Kadın hakları açısından önemli adımlardan biri de 17 Şubat 1926 tarihinde, İsviçre Medeni Kanunu’nu temel alan Türk Medeni Kanunu’nun kabul edilmesi olmuş ve kadınla erkeğin yasa önünde eşitliği ön plana çıkarılmıştır. Yine yasa ile çok eşlilik ve vekâletle evlenmek yasaklanırken evlenme yaşı olarak kızların 18 yaşını bitirmesi şartı konulmuştur (Gökçimen, 2008: 18-19). Kadınların iş hayatındaki konumuna dair önemli adımlardan biri 1936 tarihli İş kanunu ile kadınların çalışmaya hayatına girişi düzenlenmiştir. Kadına ilk siyasi hak, belediye seçimlerine seçmen olarak katılma hakkı 1930 yılında Belediye Kanunu ile tanınmıştır.

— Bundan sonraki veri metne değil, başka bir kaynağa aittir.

/*!
The three synthesizers. Each one turns a high-level description into a
compact, self-contained regex fragment.

- [`CodepointSet`]: a set of code points as a minimal bracket expression.
- [`IntegerRange`]: every decimal number in an inclusive range.
- [`TrieExpression`]: a finite set of words with shared prefixes factored out.

```
use regex_synth::{synthesis::{CodepointSet, IntegerRange, TrieExpression}, Expression};

let set = CodepointSet::from_chars("ABDEC".chars());
assert_eq!(set.to_regex(), "[A-E]");

let range = IntegerRange::new(2012, 2020)?;
assert_eq!(range.to_regex(), "(?:2020|201[2-9])");

let trie: TrieExpression = ["Jun", "Jul"].into_iter().collect();
assert_eq!(trie.to_regex(), "Ju[ln]");
# Ok::<(), regex_synth::Error>(())
```
*/
mod range;
mod set;
mod trie;

pub use range::{IntegerRange, IntegerRangeBuilder};
pub use set::CodepointSet;
pub use trie::TrieExpression;
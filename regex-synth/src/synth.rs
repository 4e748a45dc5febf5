/*!
Assembling expressions into a final pattern, and handing it to the regex engine.

```
use regex_synth::{dsl::*, synth::{Flags, RegexSynth}};

let months = ["Jan", "Feb", "Mar", "Apr", "May", "Jun", "Jul", "Aug", "Sep", "Oct", "Nov", "Dec"];
let synth = RegexSynth::new(&[&exact_line_match(&[
    &integer_range(2012, 2020)?,
    &literal("-"),
    &capture_group(&[&either_strings(months)]),
    &literal("-"),
    &capture_group(&[&leading_zero(integer_range(1, 31)?)]),
])]);

let re = synth.compile(Flags::empty())?;
assert!(re.is_match("2019-Mar-15"));
assert!(re.is_match("2020-Dec-01"));
assert!(!re.is_match("2011-Mar-15"));
assert!(!re.is_match("2019-Mar-32"));
# Ok::<(), regex_synth::Error>(())
```
*/
use core::fmt;

use bitflags::bitflags;

use crate::expr::{render_all, Expression};
#[cfg(feature = "compile")]
use crate::Result;

bitflags! {
    /// Engine flags applied when compiling a pattern.
    #[derive(Clone, Copy, Debug, Default, PartialEq, Eq, Hash)]
    pub struct Flags: u8 {
        const CASE_INSENSITIVE = 1 << 0;
        /// `^` and `$` match at line boundaries.
        const MULTI_LINE = 1 << 1;
        /// `.` also matches `\n`.
        const DOT_MATCHES_NEW_LINE = 1 << 2;
    }
}

/// The concatenation of a sequence of expressions.
#[derive(Clone, Debug, Default, PartialEq, Eq)]
pub struct RegexSynth {
    pattern: String,
}

impl RegexSynth {
    pub fn new(expressions: &[&dyn Expression]) -> Self {
        Self {
            pattern: render_all(expressions),
        }
    }

    pub fn pattern(&self) -> &str {
        &self.pattern
    }

    pub fn into_pattern(self) -> String {
        self.pattern
    }

    /// Fails with [`Error::Compile`](crate::Error::Compile) if the engine rejects the pattern.
    #[cfg(feature = "compile")]
    pub fn compile(&self, flags: Flags) -> Result<regex_automata::meta::Regex> {
        use regex_automata::{meta, util::syntax};

        log::debug!("compile {:?} with {flags:?}", self.pattern);
        let re = meta::Builder::new()
            .syntax(
                syntax::Config::new()
                    .case_insensitive(flags.contains(Flags::CASE_INSENSITIVE))
                    .multi_line(flags.contains(Flags::MULTI_LINE))
                    .dot_matches_new_line(flags.contains(Flags::DOT_MATCHES_NEW_LINE)),
            )
            .build(&self.pattern)?;
        Ok(re)
    }
}

/// Collects the text of every participating capture group, by group index.
///
/// All matches in `haystack` are visited. A later match overwrites what an
/// earlier match captured for the same group.
///
/// ```
/// use regex_synth::{dsl::*, synth::{matched_groups, Flags, RegexSynth}};
///
/// let re = RegexSynth::new(&[
///     &capture_group(&[&one_or_more(lowercase())]),
///     &literal("="),
///     &capture_group(&[&one_or_more(digit())]),
/// ])
/// .compile(Flags::empty())?;
/// let groups = matched_groups(&re, "a=1, b=22");
/// assert_eq!(groups[&1], "b");
/// assert_eq!(groups[&2], "22");
/// # Ok::<(), regex_synth::Error>(())
/// ```
#[cfg(feature = "compile")]
pub fn matched_groups<'h>(
    re: &regex_automata::meta::Regex,
    haystack: &'h str,
) -> std::collections::BTreeMap<usize, &'h str> {
    let mut groups = std::collections::BTreeMap::new();
    for caps in re.captures_iter(haystack) {
        for i in 1..caps.group_len() {
            if let Some(span) = caps.get_group(i) {
                groups.insert(i, &haystack[span.range()]);
            }
        }
    }
    groups
}

impl Expression for RegexSynth {
    fn to_regex(&self) -> String {
        self.pattern.clone()
    }
}

impl fmt::Display for RegexSynth {
    fn fmt(&self, f: &mut fmt::Formatter<'_>) -> fmt::Result {
        f.write_str(&self.pattern)
    }
}

#[cfg(test)]
mod tests {
    use super::*;
    use crate::dsl::*;

    const MONTHS: [&str; 12] = [
        "Jan", "Feb", "Mar", "Apr", "May", "Jun", "Jul", "Aug", "Sep", "Oct", "Nov", "Dec",
    ];

    fn date() -> RegexSynth {
        RegexSynth::new(&[&exact_line_match(&[
            &integer_range(2012, 2020).unwrap(),
            &literal("-"),
            &capture_group(&[&either_strings(MONTHS)]),
            &literal("-"),
            &capture_group(&[&leading_zero(integer_range(1, 31).unwrap())]),
        ])])
    }

    #[test]
    fn date_pattern() {
        assert_eq!(
            date().pattern(),
            r"^(?:2020|201[2-9])\-((?:A(?:pr|ug)|Dec|Feb|J(?:an|u[ln])|Ma[ry]|Nov|Oct|Sep))\-((?:0?(?:3[01]|[12][0-9]|[1-9])))$"
        );
        assert_eq!(date().to_string(), date().pattern());
    }

    #[test]
    fn url_pattern() {
        let mut sub_domain = alphanumeric();
        sub_domain.union(&simple_set(['-', '.']));
        let synth = RegexSynth::new(&[&exact_line_match(&[
            &named_capture_group("protocol", &[&either_strings(["http", "https", "ftp"])]).unwrap(),
            &literal("://"),
            &named_capture_group("subDomain", &[&one_or_more(sub_domain)]).unwrap(),
            &literal("."),
            &named_capture_group("tld", &[&between(2, 4, alphabetic()).unwrap()]).unwrap(),
            &optional(
                named_capture_group("port", &[&literal(":"), &one_or_more(digit())]).unwrap(),
            ),
            &optional(literal("/")),
            &named_capture_group("resource", &[&zero_or_more(anything())]).unwrap(),
        ])]);
        assert_eq!(
            synth.pattern(),
            r"^(?P<protocol>(?:ftp|https?)):\/\/(?P<subDomain>(?:[\-.0-9A-Za-z])+)\.(?P<tld>(?:[A-Za-z]){2,4})(?:(?P<port>:(?:[0-9])+))?(?:\/)?(?P<resource>(?:.)*)$"
        );
    }

    #[test]
    fn department_pattern() {
        let synth = RegexSynth::new(&[
            &capture_group(&[&either_strings(["K", "KS", "KLE", "KLL"])]),
            &literal("**"),
            &capture_group(&[&exactly(3, digit()).unwrap()]),
        ]);
        assert_eq!(synth.pattern(), r"(K(?:(?:L[EL]|S))?)\*\*((?:[0-9]){3})");
    }

    #[test]
    fn empty() {
        assert_eq!(RegexSynth::new(&[]).pattern(), "");
        assert_eq!(RegexSynth::default().into_pattern(), "");
    }

    #[cfg(feature = "compile")]
    #[test]
    fn compile_date() {
        let re = date().compile(Flags::empty()).unwrap();
        assert!(re.is_match("2019-Mar-15"));
        assert!(re.is_match("2012-Jan-01"));
        assert!(re.is_match("2020-Dec-1"));
        assert!(!re.is_match("2011-Jan-01"));
        assert!(!re.is_match("2021-Jan-01"));
        assert!(!re.is_match("2019-Mar-00"));
        assert!(!re.is_match("2019-Mar-32"));
        assert!(!re.is_match("2019-mar-15"));

        let groups = matched_groups(&re, "2019-Mar-05");
        assert_eq!(groups[&1], "Mar");
        assert_eq!(groups[&2], "05");
    }

    #[cfg(feature = "compile")]
    #[test]
    fn compile_flags() {
        let synth = RegexSynth::new(&[&start_of_line(), &literal("ab"), &end_of_line()]);
        assert!(!synth.compile(Flags::empty()).unwrap().is_match("AB"));
        assert!(synth.compile(Flags::CASE_INSENSITIVE).unwrap().is_match("AB"));
        assert!(!synth.compile(Flags::empty()).unwrap().is_match("x\nab\ny"));
        assert!(synth.compile(Flags::MULTI_LINE).unwrap().is_match("x\nab\ny"));

        let synth = RegexSynth::new(&[&literal("a"), &anything(), &literal("b")]);
        assert!(!synth.compile(Flags::empty()).unwrap().is_match("a\nb"));
        assert!(synth
            .compile(Flags::DOT_MATCHES_NEW_LINE)
            .unwrap()
            .is_match("a\nb"));
    }

    #[cfg(feature = "compile")]
    #[test]
    fn compile_error() {
        let synth = RegexSynth::new(&[&crate::Fragment::raw("(unclosed")]);
        assert!(matches!(
            synth.compile(Flags::empty()),
            Err(crate::Error::Compile(_))
        ));
    }
}
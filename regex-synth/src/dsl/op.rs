use crate::{
    expr::{render_all, Expression, Fragment},
    synthesis::TrieExpression,
};

/// `ab`
pub fn concat(expressions: &[&dyn Expression]) -> Fragment {
    Fragment::raw(render_all(expressions))
}

/// `(?:a|b)`
///
/// Alternatives are tried in the given order.
pub fn either(expressions: &[&dyn Expression]) -> Fragment {
    let alternatives: Vec<String> = expressions.iter().map(|e| e.to_regex()).collect();
    Fragment::raw(format!("(?:{})", alternatives.join("|")))
}

/// Alternation of plain strings, minimized as a [`TrieExpression`].
///
/// ```
/// use regex_synth::{dsl::either_strings, Expression};
///
/// assert_eq!(either_strings(["Jun", "Jul", "Jan"]).to_regex(), "J(?:an|u[ln])");
/// ```
pub fn either_strings<S: AsRef<str>>(words: impl IntoIterator<Item = S>) -> TrieExpression {
    words.into_iter().collect()
}
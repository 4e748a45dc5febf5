use crate::expr::{render_all, Expression, Fragment};

/// `^`. Matches at the start of every line with [`Flags::MULTI_LINE`](crate::synth::Flags::MULTI_LINE).
pub fn start_of_line() -> Fragment {
    Fragment::raw("^")
}

/// `$`. Matches at the end of every line with [`Flags::MULTI_LINE`](crate::synth::Flags::MULTI_LINE).
pub fn end_of_line() -> Fragment {
    Fragment::raw("$")
}

/// `\A`
pub fn start_of_text() -> Fragment {
    Fragment::raw(r"\A")
}

/// `\z`
pub fn end_of_text() -> Fragment {
    Fragment::raw(r"\z")
}

/// `\b`
pub fn word_boundary() -> Fragment {
    Fragment::raw(r"\b")
}

/// `\B`
pub fn non_word_boundary() -> Fragment {
    Fragment::raw(r"\B")
}

/// `^...$`
pub fn exact_line_match(expressions: &[&dyn Expression]) -> Fragment {
    Fragment::raw(format!("^{}$", render_all(expressions)))
}

/// `\b...\b`
pub fn exact_word_boundary(expressions: &[&dyn Expression]) -> Fragment {
    Fragment::raw(format!(r"\b{}\b", render_all(expressions)))
}

#[cfg(test)]
mod tests {
    use super::*;
    use crate::dsl::literal;

    #[test]
    fn anchors() {
        assert_eq!(start_of_line().to_regex(), "^");
        assert_eq!(end_of_line().to_regex(), "$");
        assert_eq!(start_of_text().to_regex(), r"\A");
        assert_eq!(end_of_text().to_regex(), r"\z");
        assert_eq!(word_boundary().to_regex(), r"\b");
        assert_eq!(non_word_boundary().to_regex(), r"\B");
    }

    #[test]
    fn exact() {
        assert_eq!(
            exact_line_match(&[&literal("a"), &literal("b")]).to_regex(),
            "^ab$"
        );
        assert_eq!(exact_word_boundary(&[&literal("cat")]).to_regex(), r"\bcat\b");
    }
}
use crate::{
    expr::{escape_char, escape_literal, Fragment},
    unicode::UnicodeClass,
};

/// Matches `text` literally. Meta characters and `/` are escaped.
///
/// ```
/// use regex_synth::{dsl::literal, Expression};
///
/// assert_eq!(literal("a.b").to_regex(), r"a\.b");
/// ```
pub fn literal(text: &str) -> Fragment {
    Fragment::raw(escape_literal(text))
}

/// Matches `text` literally, with every character escaped.
///
/// The regex engine has no `\Q...\E` quoting, so every ASCII punctuation
/// character is backslash-escaped instead. `<` and `>` are left alone since
/// `\<` and `\>` are word boundaries.
pub fn quoted_literal(text: &str) -> Fragment {
    let mut s = String::with_capacity(text.len() * 2);
    for c in text.chars() {
        if c.is_ascii_punctuation() && !matches!(c, '<' | '>') {
            s.push('\\');
            s.push(c);
        } else {
            s.push_str(&escape_char(c));
        }
    }
    Fragment::raw(s)
}

/// `\p{Name}`, or `\P{Name}` if `negated`.
pub fn unicode_class(class: &UnicodeClass, negated: bool) -> Fragment {
    Fragment::raw(class.to_regex(negated))
}
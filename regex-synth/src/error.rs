use core::fmt;

/// An error that occurred while building or combining an expression.
///
/// Every error is raised at the point where the malformed input is supplied.
/// A synthesis call either succeeds and returns a complete fragment or fails
/// before producing any output.
#[derive(Debug)]
#[non_exhaustive]
pub enum Error {
    /// A value outside `0..=0x10FFFF`, or a surrogate half.
    InvalidCodepoint(u32),
    /// A code point range whose start is greater than its end.
    InvalidRange { start: u32, end: u32 },
    /// An integer range (or quantifier range) whose start is greater than its end.
    RangeOutOfOrder { start: u64, end: u64 },
    /// A quantifier that would be a no-op or would erase its operand.
    RedundantQuantifier(&'static str),
    /// A capture group name the target engine would reject.
    InvalidGroupName(String),
    /// An unknown Unicode general category or script name.
    InvalidUnicodeClass(String),
    /// The final pattern was rejected by the regex engine.
    #[cfg(feature = "compile")]
    Compile(Box<regex_automata::meta::BuildError>),
}

pub type Result<T, E = Error> = core::result::Result<T, E>;

impl fmt::Display for Error {
    fn fmt(&self, f: &mut fmt::Formatter<'_>) -> fmt::Result {
        match self {
            Error::InvalidCodepoint(cp) => write!(f, "invalid codepoint: 0x{cp:X}"),
            Error::InvalidRange { start, end } => write!(
                f,
                "character range is out of order: 0x{start:X} > 0x{end:X}"
            ),
            Error::RangeOutOfOrder { start, end } => {
                write!(f, "range is out of order: {start} > {end}")
            }
            Error::RedundantQuantifier(reason) => write!(f, "redundant quantifier: {reason}"),
            Error::InvalidGroupName(name) => write!(f, "invalid capture group name: {name:?}"),
            Error::InvalidUnicodeClass(name) => write!(f, "invalid unicode class: {name:?}"),
            #[cfg(feature = "compile")]
            Error::Compile(e) => write!(f, "failed to compile pattern: {e}"),
        }
    }
}

#[cfg(feature = "std")]
impl std::error::Error for Error {
    fn source(&self) -> Option<&(dyn std::error::Error + 'static)> {
        match self {
            #[cfg(feature = "compile")]
            Error::Compile(e) => Some(e.as_ref()),
            _ => None,
        }
    }
}

#[cfg(feature = "compile")]
impl From<regex_automata::meta::BuildError> for Error {
    fn from(e: regex_automata::meta::BuildError) -> Self {
        Error::Compile(Box::new(e))
    }
}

Türk kadınlarının parlamentoya seçme ve seçilme hakkını elde edişi ise 1934 yılında gerçekleşmiştir (Altındal, 1985: 149). Kadınlara verilen temsil neticesinde kadın sorunları kamusal alana taşınmış olmaktadır. 1935 milletvekili genel seçimlerinde 18 kadın milletvekili Meclis’e girmiş, kadınlar parlamentoda % 4.5 oranında temsil edilmişlerdir. İlk kadın milletvekillerini meslekleri itibariyle sınıflandırıldığında, 18 milletvekilinden 13’ünün öğretmen olduğu görülmektedir. Bu % 72.22 gibi büyük bir orana tekabül etmektedir. Türkiye’de öğretmenlik, kadınlar için en eski meslek geleneğine sahip alanlardan biri olmuştur ve ilk kamusal meslek niteliğindedir. Dârülmuallimât’ın 1873 yılındaki ilk mezunlarından inas rüştiyelerine atanan kadınlar, sıbyan mekteplerindeki kadın hafızlardan ya da nakış hocalığı yapan kadınlardan sonra ilk kadın öğretmenlerdir. Kadın öğretmen, gerek Osmanlı İmparatorluğu’nda gerekse Cumhuriyet’te “medeniyete geçiş projeleri” kapsamındaki kilit figürlerden biri olarak görülmüştür.
 
Inter-Parliamentary Union’ın 31 Temmuz 2009 verilerine göre dünya parlamentolarında kadınların temsil oranı % 18,3’tür. Bölgesel olarak incelendiğinde bu oran İskandinav ülkelerinde % 42, Amerika’da % 20,5, Avrupa’da % 19,3, Asya’da % 18,3, Pasifik ülkelerinde % 13, Arap ülkelerinde ise % 9,7’dir (Şahin, 2011: 17).Türkiye’de kadınların Parlamentoda temsil edilme oranları ortalama olarak %4’dür. Kadınların toplam milletvekili sayısı içindeki oranı, kadınların ilk seçildikleri 5. dönemde %4.5 oranını aşamamıştı. Temsil oranı 2007 genel seçimlerinde %9,1’e ulaşmış, 2011’de %14,3, 7 Haziran 2015’deki seçimde %17,6 ve en son parlemento seçimi olan 1 Kasım 2015’de de %14,7 olarak tespit edilmiştir. Türkiye’de kadınların parlamentoda çok az temsil edildiği ortadadır.
 
Kadının Siyasete Katılmasının Önemi
 
Bölgesel farklılıkların etkisi görülmekle birlikte genel olarak ele alındığında kadınların temsil oranının hala düşük olduğu söylenebilir. Oysa kadınların sorunlarına çözüm bulabilmeleri için aktif siyasal katılımları son derece önemlidir. Kadınların aktif siyasal katılımlarını artırabilmek için ise kadınların eksik temsil nedenleri iyi bilinmeli, bu engellerin ortadan
kaldırılması için stratejiler geliştirilmelidir.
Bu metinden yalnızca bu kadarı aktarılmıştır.